Enfin, le to déterminer les substrats mitochondriaux de Cdk1, nous avons utilisé un outil de protéomique appelé 2D-DIGE, qui est une version avancée de l'électrophorèse sur gel à deux dimensions classique. électrophorèse bidimensionnelle sépare les protéines en fonction de leur point isoélectrique dans la première dimension et un poids moléculaire dans le second. Etant donné que des modifications post-traductionnelles telles que la phosphorylation affectent le point isoélectrique et le poids moléculaire des protéines, des gels 2D peuvent détecter les différences entre les états de phosphorylation de protéines dans les différents échantillons. La taille (surface et intensité) de la protéine voit des changements au niveau des protéines d'expression, ce qui permet une comparaison quantitative entre plusieurs échantillons. En utilisant cette méthode, nous avons été en mesure de différencier les protéines phosphorylées en type sauvage par rapport aux cellules mutantes mitochondries ciblées Cdk1 exprimant.

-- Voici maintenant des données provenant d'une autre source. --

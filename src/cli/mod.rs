pub mod convert;
pub mod interactive;
pub mod rates;
pub mod setup;
pub mod ui;
pub mod units;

Les taches de protéines spécifiques qui ont montré dans le type sauvage, mais il manquait dans le mutant Cdk1 préparation des mitochondries ciblées ont été isolées etidentifié par spectrométrie de masse.

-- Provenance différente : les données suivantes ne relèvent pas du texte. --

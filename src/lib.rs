pub mod cli;
pub mod core;
pub mod providers;

use crate::cli::ui;
use crate::core::cache::Cache;
use crate::core::config::{AppConfig, RateSource};
use crate::core::{ConversionRequest, Converter, RateTable, UnitCategory};
use anyhow::{Result, bail};
use std::sync::Arc;
use tracing::{debug, info};

pub enum AppCommand {
    Convert {
        request: ConversionRequest,
        json: bool,
    },
    Units {
        category: Option<UnitCategory>,
    },
    Rates,
    Interactive,
}

impl AppCommand {
    fn needs_rates(&self) -> bool {
        !matches!(self, AppCommand::Units { .. })
    }
}

/// Builds the rate table a run converts with.
///
/// `live` forces a Yahoo snapshot regardless of the configured source.
pub async fn load_rates(config: &AppConfig, live: bool) -> Result<RateTable> {
    let source = if live {
        RateSource::Yahoo
    } else {
        config.rates.source
    };

    match source {
        RateSource::Builtin => Ok(config.static_rates()),
        RateSource::Yahoo => {
            let base_url = config.yahoo_base_url();
            info!("Fetching live exchange rates from {}", base_url);

            let currencies = &config.rates.currencies;
            let cache = Arc::new(Cache::new());
            let provider = providers::YahooCurrencyProvider::new(base_url, cache)?;

            let pairs = currencies.len() * currencies.len().saturating_sub(1);
            let pb = ui::new_progress_bar(pairs as u64, true);
            pb.set_message("Fetching rates");
            let table = RateTable::fetch(&provider, currencies, &|| pb.inc(1)).await;
            pb.finish_and_clear();

            if table.is_empty() {
                bail!("Could not fetch any exchange rates from {}", base_url);
            }
            Ok(table.with_overrides(&config.rates.table))
        }
    }
}

pub async fn run_command(command: AppCommand, config_path: Option<&str>, live: bool) -> Result<()> {
    let config = match config_path {
        Some(path) => AppConfig::load_from_path(path)?,
        None => AppConfig::load()?,
    };
    debug!("Loaded config: {config:#?}");

    let rates = if command.needs_rates() {
        load_rates(&config, live).await?
    } else {
        RateTable::default()
    };

    match command {
        AppCommand::Convert { request, json } => {
            cli::convert::run(&Converter::new(rates), &request, json)
        }
        AppCommand::Units { category } => {
            cli::units::run(category);
            Ok(())
        }
        AppCommand::Rates => {
            cli::rates::run(&rates);
            Ok(())
        }
        AppCommand::Interactive => cli::interactive::run(&Converter::new(rates)),
    }
}
//! Conversion logic and its supporting abstractions

pub mod cache;
pub mod catalog;
pub mod config;
pub mod converter;
pub mod currency;
pub mod error;
pub mod log;
pub mod rates;
pub mod units;

// Re-export main types for cleaner imports
pub use catalog::UnitCategory;
pub use converter::{Conversion, ConversionRequest, Converter, Route, convert};
pub use currency::CurrencyRateProvider;
pub use error::ConversionError;
pub use rates::{RateProvider, RateTable};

Dans les gels 2D traditionnels, les colorants triphénylméthane sont utilisés pour visualiser les protéines sur le gel. 2D-DIGE utilise des étiquettes de protéines fluorescentes avec un effet minimal sur la protéine mobilité électrophorétique. Des échantillons de protéines différentes peuvent être marqués avec différents colorants fluorescents, mélangés entre eux et séparés par des gels identiques, ce qui permet le co-électrophorèse des échantillons multiples sur un seul gel 16. Cela permet de minimiser les variations de gel de gel, ce qui est un problème critique dans les études protéomiques à base de gel.